A tentação financeira é grande, mas a grandeza do Benfica obriga a mais do que a estratégia de exportação de jogadores
No futebol, nunca é cedo ou tarde para palpites, análises ou extrapolações. Muito menos à primeira ronda (de seis) da fase de grupos da Liga dos Campeões. Mas a impressão que fica, da estreia do Benfica na edição 2019/20 da Champions, é que ou Bruno Lage ousou (e é vezeiro nisso) ou menosprezou o RB Leipzig na abordagem ao jogo disputado na Luz.

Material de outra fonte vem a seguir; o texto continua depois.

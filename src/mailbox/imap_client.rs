//! IMAP over TLS.

use std::io::ErrorKind;
use std::net::TcpStream;

use native_tls::{TlsConnector, TlsStream};
use tracing::{debug, info, warn};

use super::{FetchCriteria, Mailbox, MailboxError};
use crate::config::Credentials;

type ImapSession = imap::Session<TlsStream<TcpStream>>;

/// A mailbox reached over IMAPS. Each fetch uses a fresh session.
pub struct ImapMailbox {
    host: String,
    port: u16,
    user: String,
    password: String,
}

impl ImapMailbox {
    pub fn new(credentials: &Credentials, port: u16) -> Self {
        Self {
            host: credentials.imap_host.clone(),
            port,
            user: credentials.imap_user.clone(),
            password: credentials.imap_password.clone(),
        }
    }

    fn connect(&self) -> Result<ImapSession, MailboxError> {
        let tls = TlsConnector::builder().build()?;
        let client = imap::connect((self.host.as_str(), self.port), &self.host, &tls)
            .map_err(imap_error)?;
        let session = client
            .login(&self.user, &self.password)
            .map_err(|(err, _client)| imap_error(err))?;
        debug!(host = %self.host, user = %self.user, "IMAP login succeeded");
        Ok(session)
    }
}

impl Mailbox for ImapMailbox {
    fn fetch(
        &mut self,
        folder: &str,
        criteria: &FetchCriteria,
    ) -> Result<Vec<Vec<u8>>, MailboxError> {
        let mut session = self.connect()?;
        let result = fetch_from_session(&mut session, folder, criteria);
        if let Err(err) = session.logout() {
            debug!(error = %err, "IMAP logout failed");
        }
        result
    }
}

fn fetch_from_session(
    session: &mut ImapSession,
    folder: &str,
    criteria: &FetchCriteria,
) -> Result<Vec<Vec<u8>>, MailboxError> {
    session.select(folder).map_err(imap_error)?;

    let query = criteria.to_imap_query();
    let mut sequence: Vec<u32> = session
        .search(&query)
        .map_err(imap_error)?
        .into_iter()
        .collect();
    sequence.sort_unstable();
    info!(folder, query = %query, found = sequence.len(), "Searched mailbox");

    let mut messages = Vec::with_capacity(sequence.len());
    for seq in sequence {
        let fetches = session
            .fetch(seq.to_string(), "RFC822")
            .map_err(imap_error)?;
        match fetches.iter().find_map(|f| f.body()) {
            Some(body) => messages.push(body.to_vec()),
            None => warn!(seq, "Server returned no body for message"),
        }
    }
    Ok(messages)
}

fn imap_error(err: imap::Error) -> MailboxError {
    match err {
        imap::Error::ConnectionLost => MailboxError::ConnectionLost,
        imap::Error::Io(io)
            if matches!(
                io.kind(),
                ErrorKind::ConnectionReset
                    | ErrorKind::ConnectionAborted
                    | ErrorKind::BrokenPipe
                    | ErrorKind::UnexpectedEof
                    | ErrorKind::TimedOut
            ) =>
        {
            MailboxError::ConnectionLost
        }
        imap::Error::Tls(tls) => MailboxError::Tls(tls),
        other => MailboxError::Imap(other.to_string()),
    }
}

#[cfg(test)]
mod tests {
    use super::*;
    use std::io;

    #[test]
    fn test_resets_are_connection_lost() {
        let reset = imap::Error::Io(io::Error::new(ErrorKind::ConnectionReset, "reset"));
        assert!(matches!(imap_error(reset), MailboxError::ConnectionLost));
        assert!(matches!(
            imap_error(imap::Error::ConnectionLost),
            MailboxError::ConnectionLost
        ));
    }

    #[test]
    fn test_other_errors_are_reported() {
        let refused = imap::Error::Io(io::Error::new(ErrorKind::PermissionDenied, "nope"));
        assert!(matches!(imap_error(refused), MailboxError::Imap(_)));
        assert!(matches!(
            imap_error(imap::Error::No("bad folder".into())),
            MailboxError::Imap(_)
        ));
    }
}
//! Centralized error types for mailrelay.

use std::path::PathBuf;
use thiserror::Error;

use crate::chat::ChatError;
use crate::config::ConfigError;
use crate::ledger::LedgerError;
use crate::mailbox::MailboxError;

/// All errors produced by the mailrelay library.
#[derive(Error, Debug)]
pub enum RelayError {
    /// I/O error with the associated file path.
    #[error("I/O error reading '{path}': {source}")]
    Io {
        path: PathBuf,
        source: std::io::Error,
    },

    /// The raw bytes could not be parsed as an RFC 5322 message.
    #[error("Malformed message: {0}")]
    MalformedMessage(String),

    /// A parsed message without a single MIME part.
    #[error("Message has no MIME parts")]
    EmptyMessage,

    /// The message carries no `Message-ID`, so it cannot be deduplicated.
    #[error("Message has no Message-ID header")]
    MissingMessageId,

    /// The reply heuristics could not be initialized.
    #[error("Failed to initialize reply heuristics: {0}")]
    Heuristics(#[from] regex::Error),

    /// Configuration or environment problem.
    #[error(transparent)]
    Config(#[from] ConfigError),

    /// Delivery ledger failure.
    #[error(transparent)]
    Ledger(#[from] LedgerError),

    /// Mailbox transport failure.
    #[error(transparent)]
    Mailbox(#[from] MailboxError),

    /// Chat transport failure.
    #[error(transparent)]
    Chat(#[from] ChatError),

    /// The chat API answered `ok: false`.
    #[error("Chat API rejected the post: {0}")]
    Rejected(String),
}

/// Convenience alias for `Result<T, RelayError>`.
pub type Result<T> = std::result::Result<T, RelayError>;

impl RelayError {
    /// Create an `Io` variant from a path and an `io::Error`.
    pub fn io(path: impl Into<PathBuf>, source: std::io::Error) -> Self {
        Self::Io {
            path: path.into(),
            source,
        }
    }
}
//! `mailrelay` — relay new mail from an IMAP folder to a Slack channel.
//!
//! This crate provides the message normalization pipeline (body extraction,
//! reply isolation, HTML to Slack markup, formatting), the delivery ledger used
//! for deduplication and threading, and the poll-and-deliver orchestrator.

pub mod chat;
pub mod config;
pub mod error;
pub mod ledger;
pub mod mailbox;
pub mod model;
pub mod parser;
pub mod pipeline;
pub mod relay;
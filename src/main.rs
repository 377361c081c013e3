//! CLI entry point for `mailrelay`.

use std::path::{Path, PathBuf};

use clap::{Args, CommandFactory, Parser, Subcommand};

use mailrelay::chat::SlackClient;
use mailrelay::config::{self, Config, Credentials, RunOptions};
use mailrelay::ledger::SqliteLedger;
use mailrelay::mailbox::{criteria_for, FetchCriteria, ImapMailbox, WatchMode};
use mailrelay::parser::mime::parse_message;
use mailrelay::pipeline::heuristics::PatternHeuristics;
use mailrelay::pipeline::Normalizer;
use mailrelay::relay::{self, Relay};

#[derive(Parser)]
#[command(
    name = "mailrelay",
    version,
    about = "Relay new mail from an IMAP folder to a Slack channel"
)]
struct Cli {
    #[command(subcommand)]
    command: Commands,

    /// Verbose logging (-v info, -vv debug, -vvv trace)
    #[arg(short, long, global = true, action = clap::ArgAction::Count)]
    verbose: u8,
}

#[derive(Subcommand)]
enum Commands {
    /// Relay everything received in the recent time window
    MonitorFolder(WatchArgs),
    /// Relay unread mail ("Sent Items" is watched by date)
    MonitorInbox(WatchArgs),
    /// Save raw messages from a folder as <n>.msg files
    SaveFixtures {
        /// Mailbox folder to read
        #[arg(long)]
        folder: String,
        /// Directory to write into
        #[arg(short, long)]
        output: PathBuf,
        /// Search for this text instead of the time window
        #[arg(long, value_name = "TEXT")]
        text: Option<String>,
    },
    /// Print the notification a message file would produce, without sending
    Preview {
        /// A raw .eml / .msg file
        file: PathBuf,
    },
    /// Generate shell completions
    Completions {
        #[arg(value_enum)]
        shell: clap_complete::Shell,
    },
    /// Generate a man page
    Manpage,
}

#[derive(Args)]
struct WatchArgs {
    /// Mailbox folder to poll
    #[arg(long)]
    folder: String,
    /// Destination Slack channel
    #[arg(long)]
    channel: String,
    /// Debug/backfill: search for TEXT and resend even if already delivered
    #[arg(long, value_name = "TEXT", conflicts_with = "search")]
    text: Option<String>,
    /// Search for TEXT instead of the default criterion
    #[arg(long, value_name = "TEXT")]
    search: Option<String>,
    /// Deliver again even if the ledger already holds the message
    #[arg(long)]
    resend: bool,
}

impl WatchArgs {
    fn run_options(&self) -> RunOptions {
        let mut options = RunOptions::new(&self.folder, &self.channel);
        if let Some(text) = &self.text {
            options = options.with_debug_text(text);
        }
        if let Some(search) = &self.search {
            options.search_text = Some(search.clone());
        }
        options.skip_dedup |= self.resend;
        options
    }
}

fn main() -> anyhow::Result<()> {
    let cli = Cli::parse();

    // A missing .env is fine; the variables may come from the environment.
    let _ = dotenvy::dotenv();

    let config = config::load_config();

    let log_level = match cli.verbose {
        0 => config.general.log_level.as_str(),
        1 => "info",
        2 => "debug",
        _ => "trace",
    };
    setup_logging(log_level, &config);

    match cli.command {
        Commands::MonitorFolder(args) => cmd_monitor(WatchMode::Folder, &args, &config),
        Commands::MonitorInbox(args) => cmd_monitor(WatchMode::Inbox, &args, &config),
        Commands::SaveFixtures {
            folder,
            output,
            text,
        } => cmd_save_fixtures(&folder, &output, text, &config),
        Commands::Preview { file } => cmd_preview(&file, &config),
        Commands::Completions { shell } => cmd_completions(shell),
        Commands::Manpage => cmd_manpage(),
    }
}

/// Set up tracing with stderr output and optional file logging.
fn setup_logging(level: &str, config: &Config) {
    use tracing_subscriber::layer::SubscriberExt;
    use tracing_subscriber::util::SubscriberInitExt;

    let env_filter = tracing_subscriber::EnvFilter::try_from_default_env()
        .unwrap_or_else(|_| tracing_subscriber::EnvFilter::new(level));

    let stderr_layer = tracing_subscriber::fmt::layer().with_writer(std::io::stderr);

    let log_dir = config::data_dir(config);
    if std::fs::create_dir_all(&log_dir).is_ok() {
        let file_appender = tracing_appender::rolling::never(&log_dir, "mailrelay.log");
        let file_layer = tracing_subscriber::fmt::layer()
            .with_ansi(false)
            .with_writer(file_appender);

        tracing_subscriber::registry()
            .with(env_filter)
            .with(stderr_layer)
            .with(file_layer)
            .init();
    } else {
        tracing_subscriber::registry()
            .with(env_filter)
            .with(stderr_layer)
            .init();
    }
}

/// Poll one folder and deliver what is new.
fn cmd_monitor(mode: WatchMode, args: &WatchArgs, config: &Config) -> anyhow::Result<()> {
    let credentials = Credentials::from_env()?;
    let options = args.run_options();

    let normalizer = Normalizer::new(PatternHeuristics::init()?, config.format.max_words);
    let mailbox = ImapMailbox::new(&credentials, config.mailbox.port);
    let chat = SlackClient::new(&config::chat_api_base(config), &credentials.slack_token)?;
    let ledger = SqliteLedger::open(&config::ledger_path(config))?;

    let criteria = criteria_for(
        mode,
        &options,
        &chrono::Local::now(),
        config.mailbox.window_hours,
    );

    let mut relay = Relay::new(mailbox, chat, ledger, normalizer, config.chat.thread_mode);
    relay.run(&options, &criteria)?;
    Ok(())
}

/// Dump raw messages for use as test fixtures.
fn cmd_save_fixtures(
    folder: &str,
    output: &Path,
    text: Option<String>,
    config: &Config,
) -> anyhow::Result<()> {
    let credentials = Credentials::from_env()?;
    let mut mailbox = ImapMailbox::new(&credentials, config.mailbox.port);

    let criteria = match text {
        Some(text) => FetchCriteria::Text(text),
        None => FetchCriteria::since_window(&chrono::Local::now(), config.mailbox.window_hours),
    };

    let written = relay::save_fixtures(&mut mailbox, folder, &criteria, output)?;
    println!("  Saved {} message(s) to {}", written.len(), output.display());
    Ok(())
}

/// Normalize a local message file and print the result.
fn cmd_preview(path: &Path, config: &Config) -> anyhow::Result<()> {
    if !path.exists() {
        anyhow::bail!("File not found: {}", path.display());
    }
    let raw = std::fs::read(path)?;
    let message = parse_message(&raw)?;

    let normalizer = Normalizer::new(PatternHeuristics::init()?, config.format.max_words);
    println!("{}", normalizer.normalize(&message)?);
    Ok(())
}

/// Generate shell completions and print to stdout.
fn cmd_completions(shell: clap_complete::Shell) -> anyhow::Result<()> {
    let mut cmd = Cli::command();
    clap_complete::generate(shell, &mut cmd, "mailrelay", &mut std::io::stdout());
    Ok(())
}

/// Generate a man page and print to stdout.
fn cmd_manpage() -> anyhow::Result<()> {
    let cmd = Cli::command();
    let man = clap_mangen::Man::new(cmd);
    let mut buf = Vec::new();
    man.render(&mut buf)?;
    std::io::Write::write_all(&mut std::io::stdout(), &buf)?;
    Ok(())
}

A ânsia de transformar Jota no próximo Félix, apesar de legítima, pode tornar tudo mais complicado
As alterações introduzidas pelo técnico (que nem pôde estar no banco, a cumprir castigo da UEFA) no onze inicial são discutíveis. Não é de crer que Lage, apesar da sua curta experiência em palco internacionais com a dimensão da Liga dos Campeões, tenha sido negligente. Claro que não.
A aposta na titularidade de Tomás Tavares - estreou-se em jogos do plantel principal - e de Jota têm justificações diferentes: no primeiro caso, pela ausência de André Almeida, com alguns problemas físicos; no segundo por mera opção técnica, apostando numa mobilidade ofensiva diferente da que oferece Seferovic, a que não será alheia, também, alguma gestão de esforço neste ciclo infernal, com o Benfica em várias competições.
Mas ter o suíço no banco, onde também se sentou Rafa, também replica a ideia de que o Benfica, nas últimas duas épocas, tem olhado em demasia para a competição com segundas intenções: a de que se trata de uma excelente montra para a sua estratégia de exportação, coroada com a venda do passe de João Félix (por 126 milhões de euros, ao Atlético de Madrid) como o negócio do ano.
Por gestão de esforço, por indisponibilidades físicas ou por opção técnica, o desempenho coletivo frente ao atual primeiro classificado alemão esteve muito aquém da declaração da semana de Domingos Soares Oliveira, CEO dos encarnados, quando afirmou que Portugal é muito pequeno para o Benfica.
Não que os promissores Tomás Tavares e Jota tenham tido exibições pálidas. Bem pelo contrário, sobretudo no primeiro caso. Quanto a Jota, compreendem-se os ímpetos comerciais, mas as mesmas fórmulas podem não funcionar em jogadores diferentes. E a ânsia de transformar Jota no próximo Félix, apesar de legítima, pode tornar tudo mais complicado. Não está em causa o valor técnico do jogador, mas sim a pressão que lhe possa ser criada.
Dar prioridade à tentação de fazer da Liga dos Campeões uma montra para exportação é um ato de boa gestão para a saúde financeira da SAD. Mas...
Por outro lado, guardar a artilharia pesada (Seferovic e Rafa) para apostar em snipers num confronto aberto e duríssimo era excessivamente arriscado. Apesar de ter surgido no pote 4, teoricamente o das equipas com menos cotação, já toda a gente sabia que estes alemães dispõem de recursos ao nível da Champions, nomeadamente o matador alemão Timo Werner, o possante dinamarquês Poulsen ou o muito dinâmico sueco Forsberg.
O Leipzig é primeiro na Alemanha, à quarta jornada. Também se pode argumentar que o Famalicão lidera em Portugal à quinta... Bem, por muito impossível que acabem ambos como líderes na última ronda de cada campeonato (mais a equipa portuguesa do que a alemã, na minha opinião), desvalorizar um adversário deste calibre para gestão de esforço quando essa mesma gestão podia ser feita face a um Gil Vicente na Luz (três dias antes) é dar mais importância ao campeonato português do que à Champions. Nada contra, nada de errado nisto. Apenas confirma que o campeonato português é, afinal, a medida competitiva do Benfica.
Dar prioridade à tentação de fazer da Liga dos Campeões uma montra para exportação é um ato de boa gestão para a saúde financeira da SAD. Mas arrisca-se a mostrar um Benfica muito pequeno para a Europa. É que não foi há muito que os encarnados terminaram com zero pontos na Champions: foi há duas épocas. E isso é uma pedra nos sapatos dos adeptos, aliviada pela chegada aos quartos da Liga Europa na época passada.
Esta derrota terá efeitos. Acredito que, sobretudo, funcione como alerta para eventual redefinição de prioridades.